Although the Anglo-Italian manufacturer insists that the tender process leading up to the sale was properly conducted and there is no cause for action, the entire deal appears to have been lost.
But what exactly constitutes corruption? While bribery laws have been toughened up, it doesn’t necessarily mean that salesmen face a long stretch in jail for, say, buying a prospective buyer a drink. As the legal fraternity points out, they are in fact perfectly entitled to employ in the pursuit of new business what are sometimes known as “customary practices” – those that routinely apply in a particular market.
Such practices do not constitute a gray area, as is sometimes said, but are quite clearly defined. For instance, it is perfectly legal to provide what aviation insurance broker Hayward Aviation describes as “normal and appropriate expenditure on hospitality and promotional activities”. In practice this can mean anything from a few drinks to a free dinner. It’s also perfectly acceptable to present a ceremonial gift on an appropriate occasion.
Compliance is king
But what if an employee is faced with a bribe, or an offer so dubious that it could be seen as one? For instance, a lucrative contract is on the brink of being signed when the other party suggests – or demands – that a payment be made to a third individual who has not been involved in negotiations to date. This is by no means unusual outside Western Europe and North America.
Lawyers suggest a simple solution. Politely explain that corporate policy requires you to seek the opinion of the company’s compliance officer. Above all, warns Hayward Aviation, “You must not agree to a process just because the other party says ‘This is the way business is done here.’”
The advantage of being prepared with a clear response is that the employee is not put on the spot. He simply takes the details of the proposal to the company’s specialist.

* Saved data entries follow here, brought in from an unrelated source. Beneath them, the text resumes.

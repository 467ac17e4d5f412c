pub mod color;
pub mod depth_buffer;
pub mod framebuffer;
pub mod geometry;
pub mod math;
pub mod rasterizer;
pub mod sampler;
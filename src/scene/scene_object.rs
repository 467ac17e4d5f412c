use crate::core::math::transform::TransformFactory;
use crate::pipeline::mesh_instance::MeshInstance;
use nalgebra::{Matrix4, Vector3};

/// A mesh placed in the scene, optionally spinning over time.
pub struct SceneObject {
    pub mesh: MeshInstance,
    pub position: Vector3<f32>,
    /// Base Euler rotation in radians (x, y, z).
    pub rotation: Vector3<f32>,
    /// Angular velocity in radians per second (x, y, z).
    pub spin: Vector3<f32>,
    pub scale: Vector3<f32>,
}

impl SceneObject {
    pub fn new(mesh: MeshInstance, position: Vector3<f32>) -> Self {
        Self {
            mesh,
            position,
            rotation: Vector3::zeros(),
            spin: Vector3::zeros(),
            scale: Vector3::new(1.0, 1.0, 1.0),
        }
    }

    pub fn with_rotation(mut self, rotation: Vector3<f32>, spin: Vector3<f32>) -> Self {
        self.rotation = rotation;
        self.spin = spin;
        self
    }

    pub fn with_scale(mut self, scale: Vector3<f32>) -> Self {
        self.scale = scale;
        self
    }

    /// Model matrix at `time` seconds: `T * Rx * Ry * Rz * S`.
    pub fn model_matrix(&self, time: f32) -> Matrix4<f32> {
        let angles = self.rotation + self.spin * time;
        TransformFactory::translation(&self.position)
            * TransformFactory::rotation_xy(angles.x, angles.y)
            * TransformFactory::rotation_z(angles.z)
            * TransformFactory::scaling_nonuniform(&self.scale)
    }
}
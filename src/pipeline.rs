pub mod mesh_instance;
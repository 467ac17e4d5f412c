use anyhow::{Context, anyhow};
use clap::Parser;
use log::info;
use soft_rasterizer::app;
use soft_rasterizer::core::sampler::{TextureFilter, TextureWrap};
use soft_rasterizer::io::config::Config;

/// Headless software rasterizer driven by a TOML scene file.
#[derive(Parser, Debug)]
#[command(name = "soft-rasterizer")]
#[command(about = "Renders textured, depth-tested triangles on the CPU")]
struct Cli {
    /// Scene configuration (TOML). Built-in demo scene when omitted.
    #[arg(short, long, value_name = "FILE")]
    config: Option<String>,

    /// Output image path
    #[arg(short, long, value_name = "FILE")]
    output: Option<String>,

    /// Number of animation frames to simulate; the last one is saved
    #[arg(short, long)]
    frames: Option<usize>,

    /// Texture filter: nearest or bilinear
    #[arg(long)]
    filter: Option<TextureFilter>,

    /// Texture wrap: clamp or repeat
    #[arg(long)]
    wrap: Option<TextureWrap>,

    /// Disable texturing and shade with vertex colors
    #[arg(long)]
    flat: bool,
}

fn main() -> anyhow::Result<()> {
    env_logger::Builder::new()
        .filter_level(log::LevelFilter::Info)
        .parse_default_env()
        .format_timestamp(None)
        .init();

    let cli = Cli::parse();

    let mut config = match &cli.config {
        Some(path) => {
            info!("Loading config from '{}'", path);
            Config::load(path).map_err(|e| anyhow!(e))?
        }
        None => {
            info!("No config given, using the built-in scene");
            Config::default()
        }
    };

    if let Some(output) = cli.output {
        config.render.output = output;
    }
    if let Some(frames) = cli.frames {
        config.render.frames = frames;
    }
    if let Some(filter) = cli.filter {
        config.texture.filter = filter.to_string();
    }
    if let Some(wrap) = cli.wrap {
        config.texture.wrap = wrap.to_string();
    }
    if cli.flat {
        config.texture.enabled = false;
    }

    let summary = app::run(&config)
        .map_err(|e| anyhow!(e))
        .context("Render failed")?;
    info!(
        "{} frame(s): {} triangles submitted, {} culled, {} rejected",
        summary.frames, summary.stats.submitted, summary.stats.culled, summary.stats.rejected
    );
    Ok(())
}
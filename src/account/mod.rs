/// Identity store
///
/// Owns the account rows: lookup, creation on first scan, and the atomic
/// flag transitions the registration machine and session manager depend on.

mod store;

pub use store::AccountStore;

use serde::Serialize;

/// Account summary returned to clients; never includes secrets or
/// verification state.
#[derive(Debug, Clone, Serialize)]
#[serde(rename_all = "camelCase")]
pub struct AccountSummary {
    pub id: String,
    pub external_id: String,
    pub username: String,
    pub email: String,
    pub name: String,
    pub phone: String,
    pub is_registered: bool,
    pub last_login_at: Option<chrono::DateTime<chrono::Utc>>,
}

impl From<&crate::db::models::Account> for AccountSummary {
    fn from(account: &crate::db::models::Account) -> Self {
        Self {
            id: account.id.clone(),
            external_id: account.external_id.clone(),
            username: account.username.clone(),
            email: account.email.clone(),
            name: account.name.clone(),
            phone: account.phone.clone(),
            is_registered: account.is_registered,
            last_login_at: account.last_login_at,
        }
    }
}
/// Registration state machine
///
/// Decides what a QR scan means for an identity: a new pending
/// registration, an idempotent retry of one already underway, a clean
/// restart after logout, or a rejection because the identity is registered
/// and logged in. The decision is driven entirely by the derived
/// `RegistrationState`, and every mutation is a compare-and-swap in the
/// account store, so concurrent scans for the same identity converge on a
/// single row.
use crate::{
    account::AccountStore,
    db::models::{Account, RegistrationState},
    error::{CoreError, CoreResult},
    qr::QrPayload,
    registration::NextStep,
};
use chrono::{DateTime, Duration, Utc};
use rand::Rng;
use std::sync::Arc;

/// A freshly issued, single-use verification code
#[derive(Debug, Clone)]
pub struct IssuedCode {
    pub code: String,
    pub expires_at: DateTime<Utc>,
}

/// Successful scan result. Rejection of an active duplicate surfaces as
/// `CoreError::AlreadyRegistered`.
#[derive(Debug, Clone)]
pub enum ScanOutcome {
    /// New registration, or an idempotent retry of a pending one.
    Started {
        account: Account,
        /// None when the email step is already done and the client may go
        /// straight to setting a password.
        verification: Option<IssuedCode>,
        next_step: NextStep,
    },
    /// A logged-out identity starting over; all progress flags were reset.
    Resumed {
        account: Account,
        verification: IssuedCode,
    },
}

impl ScanOutcome {
    pub fn account(&self) -> &Account {
        match self {
            ScanOutcome::Started { account, .. } => account,
            ScanOutcome::Resumed { account, .. } => account,
        }
    }

    pub fn verification(&self) -> Option<&IssuedCode> {
        match self {
            ScanOutcome::Started { verification, .. } => verification.as_ref(),
            ScanOutcome::Resumed { verification, .. } => Some(verification),
        }
    }
}

/// Registration state machine service
pub struct RegistrationMachine {
    store: Arc<AccountStore>,
    code_ttl: Duration,
}

impl RegistrationMachine {
    pub fn new(store: Arc<AccountStore>, code_ttl_minutes: i64) -> Self {
        Self {
            store,
            code_ttl: Duration::minutes(code_ttl_minutes),
        }
    }

    /// Process a decoded QR payload.
    pub async fn scan(&self, payload: &QrPayload) -> CoreResult<ScanOutcome> {
        // One retry absorbs races lost to a concurrent scan of the same
        // identity: the loser re-reads and lands on the idempotent path.
        for _ in 0..2 {
            let existing = self
                .store
                .find_by_external_id_or_email(&payload.external_id, &payload.email)
                .await?;

            let account = match existing {
                None => {
                    let issued = self.new_code();
                    match self
                        .store
                        .create_pending(
                            &payload.external_id,
                            &payload.username,
                            &payload.email,
                            payload.display_name(),
                            &payload.phone,
                            &issued.code,
                            issued.expires_at,
                        )
                        .await?
                    {
                        Some(account) => {
                            tracing::info!(external_id = %payload.external_id, "registration started");
                            return Ok(ScanOutcome::Started {
                                account,
                                verification: Some(issued),
                                next_step: NextStep::VerifyEmail,
                            });
                        }
                        // Unique constraint fired: someone else created the
                        // row between our read and write.
                        None => continue,
                    }
                }
                Some(account) => account,
            };

            match account.registration_state() {
                // Anti-replay: an identity that is registered and has not
                // logged out cannot be re-registered out from under itself.
                // An administratively disabled account is rejected the same
                // way; re-registering would not make it usable.
                RegistrationState::Active => {
                    tracing::info!(external_id = %payload.external_id, "scan rejected, already registered");
                    return Err(CoreError::AlreadyRegistered(
                        "This identity is already registered on this server".to_string(),
                    ));
                }
                RegistrationState::LoggedOut => {
                    let issued = self.new_code();
                    if self
                        .store
                        .reset_for_resume(&account.id, &issued.code, issued.expires_at)
                        .await?
                    {
                        let account = self.reload(&account.id).await?;
                        tracing::info!(external_id = %payload.external_id, "registration resumed after logout");
                        return Ok(ScanOutcome::Resumed {
                            account,
                            verification: issued,
                        });
                    }
                    // Lost a race against a concurrent login; re-evaluate.
                    continue;
                }
                RegistrationState::PendingVerification => {
                    let issued = self.new_code();
                    if self
                        .store
                        .reissue_code(&account.id, &issued.code, issued.expires_at)
                        .await?
                    {
                        let account = self.reload(&account.id).await?;
                        return Ok(ScanOutcome::Started {
                            account,
                            verification: Some(issued),
                            next_step: NextStep::VerifyEmail,
                        });
                    }
                    continue;
                }
                // Email already verified; the client resumes at the
                // password step without a new code.
                RegistrationState::PendingPassword => {
                    return Ok(ScanOutcome::Started {
                        account,
                        verification: None,
                        next_step: NextStep::SetPassword,
                    });
                }
                RegistrationState::Unregistered => {
                    return Err(CoreError::Internal(
                        "unregistered state for an existing account row".to_string(),
                    ));
                }
            }
        }

        Err(CoreError::Internal(
            "registration raced repeatedly; retry".to_string(),
        ))
    }

    /// Re-issue a code for a pending registration without a QR scan.
    pub async fn resend_code(&self, email: &str) -> CoreResult<IssuedCode> {
        let account = self
            .store
            .find_by_email(email)
            .await?
            .ok_or_else(|| CoreError::AccountNotFound("No registration for this email".to_string()))?;

        match account.registration_state() {
            RegistrationState::PendingVerification | RegistrationState::PendingPassword => {}
            RegistrationState::Active => {
                return Err(CoreError::AlreadyRegistered(
                    "This identity is already registered".to_string(),
                ))
            }
            _ => {
                return Err(CoreError::Validation(
                    "No registration in progress for this email".to_string(),
                ))
            }
        }

        let issued = self.new_code();
        if self
            .store
            .reissue_code(&account.id, &issued.code, issued.expires_at)
            .await?
        {
            Ok(issued)
        } else {
            Err(CoreError::Validation(
                "No registration in progress for this email".to_string(),
            ))
        }
    }

    fn new_code(&self) -> IssuedCode {
        IssuedCode {
            code: generate_verification_code(),
            expires_at: Utc::now() + self.code_ttl,
        }
    }

    async fn reload(&self, account_id: &str) -> CoreResult<Account> {
        self.store
            .find_by_id(account_id)
            .await?
            .ok_or_else(|| CoreError::Internal("account row vanished mid-operation".to_string()))
    }
}

/// Generate a 6-digit numeric verification code
fn generate_verification_code() -> String {
    let mut rng = rand::thread_rng();
    format!("{:06}", rng.gen_range(0..1_000_000))
}

#[cfg(test)]
mod tests {
    use super::*;

    fn payload() -> QrPayload {
        serde_json::from_value(serde_json::json!({
            "emp_id": "E1",
            "emp_uname": "jdoe",
            "emp_email": "j@x.com",
            "emp_mobile_no": "555",
            "emp_name": "Jane Doe"
        }))
        .unwrap()
    }

    async fn test_machine() -> (RegistrationMachine, Arc<AccountStore>) {
        // one connection so every query sees the same in-memory database
        let pool = sqlx::sqlite::SqlitePoolOptions::new()
            .max_connections(1)
            .connect(":memory:")
            .await
            .unwrap();
        crate::db::run_migrations(&pool).await.unwrap();
        let store = Arc::new(AccountStore::new(pool));
        (RegistrationMachine::new(Arc::clone(&store), 10), store)
    }

    #[tokio::test]
    async fn first_scan_starts_registration() {
        let (machine, _) = test_machine().await;

        let outcome = machine.scan(&payload()).await.unwrap();
        match &outcome {
            ScanOutcome::Started {
                account,
                verification: Some(code),
                next_step,
            } => {
                assert_eq!(account.external_id, "E1");
                assert!(!account.is_registered);
                assert_eq!(code.code.len(), 6);
                assert_eq!(*next_step, NextStep::VerifyEmail);
            }
            other => panic!("expected started with code, got {:?}", other),
        }
    }

    #[tokio::test]
    async fn rescan_is_idempotent_and_never_duplicates() {
        let (machine, store) = test_machine().await;

        let first = machine.scan(&payload()).await.unwrap();
        let second = machine.scan(&payload()).await.unwrap();

        assert_eq!(first.account().id, second.account().id);
        // a fresh code is issued on retry
        assert!(second.verification().is_some());

        // still exactly one row for the identity
        let account = store
            .find_by_external_id_or_email("E1", "j@x.com")
            .await
            .unwrap()
            .unwrap();
        assert_eq!(account.id, first.account().id);
    }

    #[tokio::test]
    async fn scan_after_email_verified_skips_to_password() {
        let (machine, store) = test_machine().await;

        let outcome = machine.scan(&payload()).await.unwrap();
        let code = outcome.verification().unwrap().code.clone();
        store
            .consume_verification_code(&outcome.account().id, &code, Utc::now())
            .await
            .unwrap();

        match machine.scan(&payload()).await.unwrap() {
            ScanOutcome::Started {
                verification: None,
                next_step: NextStep::SetPassword,
                ..
            } => {}
            other => panic!("expected password-step resume, got {:?}", other),
        }
    }

    #[tokio::test]
    async fn registered_identity_is_rejected_until_logout() {
        let (machine, store) = test_machine().await;

        let outcome = machine.scan(&payload()).await.unwrap();
        let account_id = outcome.account().id.clone();
        let code = outcome.verification().unwrap().code.clone();
        store
            .consume_verification_code(&account_id, &code, Utc::now())
            .await
            .unwrap();
        store
            .complete_registration(&account_id, "hash")
            .await
            .unwrap();

        // anti-replay holds across retries
        for _ in 0..3 {
            assert!(matches!(
                machine.scan(&payload()).await,
                Err(CoreError::AlreadyRegistered(_))
            ));
        }

        // logout is the escape hatch
        store.mark_logged_out(&account_id, Utc::now()).await.unwrap();
        match machine.scan(&payload()).await.unwrap() {
            ScanOutcome::Resumed {
                account,
                verification,
            } => {
                assert_eq!(account.id, account_id);
                assert!(!account.is_registered);
                assert!(!account.email_verified);
                assert_eq!(verification.code.len(), 6);
            }
            other => panic!("expected resumed, got {:?}", other),
        }
    }

    #[tokio::test]
    async fn resend_code_only_for_pending_registrations() {
        let (machine, store) = test_machine().await;

        assert!(matches!(
            machine.resend_code("j@x.com").await,
            Err(CoreError::AccountNotFound(_))
        ));

        let outcome = machine.scan(&payload()).await.unwrap();
        let reissued = machine.resend_code("j@x.com").await.unwrap();
        assert_eq!(reissued.code.len(), 6);

        let account_id = outcome.account().id.clone();
        store
            .consume_verification_code(&account_id, &reissued.code, Utc::now())
            .await
            .unwrap();
        store
            .complete_registration(&account_id, "hash")
            .await
            .unwrap();

        assert!(matches!(
            machine.resend_code("j@x.com").await,
            Err(CoreError::AlreadyRegistered(_))
        ));
    }

    #[tokio::test]
    async fn concurrent_first_scans_create_one_row() {
        let (machine, store) = test_machine().await;
        let machine = Arc::new(machine);

        let mut handles = Vec::new();
        for _ in 0..8 {
            let machine = Arc::clone(&machine);
            handles.push(tokio::spawn(async move { machine.scan(&payload()).await }));
        }

        let mut ids = std::collections::HashSet::new();
        for handle in handles {
            let outcome = handle.await.unwrap().unwrap();
            ids.insert(outcome.account().id.clone());
        }
        assert_eq!(ids.len(), 1);

        let account = store
            .find_by_external_id_or_email("E1", "j@x.com")
            .await
            .unwrap()
            .unwrap();
        assert!(ids.contains(&account.id));
    }
}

However, if an employee were to break the rules and be caught in the act, the whole company could be at peril if it doesn’t have a robust anti-bribery and corruption system in place. These are what lawyers describe as “adequate procedures”. If there is no such system, management and board – the ‘senior officers’ – may be exposed to fines and imprisonment as well as the employee.
In practice, this that means staff must be fully briefed and trained to deal with such situations. They must keep details of expenses – which cannot be so large that they might be seen as an attempt to unfairly obtain a commercial advantage – and other information about goodwill and hospitality, including a gift register.
The British Business and General Aviation Association (BBGA) puts great importance on this kind of training, staging its own sessions to brief staff on the bribery laws, and urges others to do the same. “We would recommend that BBGA members undertake a review of the potential impact of such a risk as part of their management review,” comments chief executive Marc Bailey. “If there is a concern, they should act to mitigate it accordingly.”
As well as keeping a company on the straight and narrow, this kind of training can serve as a defense if problems surface later. As aviation law specialists Kennedys Law pointed out when the UK bribery laws first came into effect, there is a clear onus on the company to put its house in order. “The act creates a new strict liability offense of failing to prevent bribery,” the firm warns.
In the meantime, BACA believes the revelations of the alleged bribery attempt have proved valuable. As a spokesman points out, “The fact that the organization highlighted the problem has acted as a strong deterrent by drawing attention to the issue. Many companies are grateful that the implications of carrying out such practices have been made public.”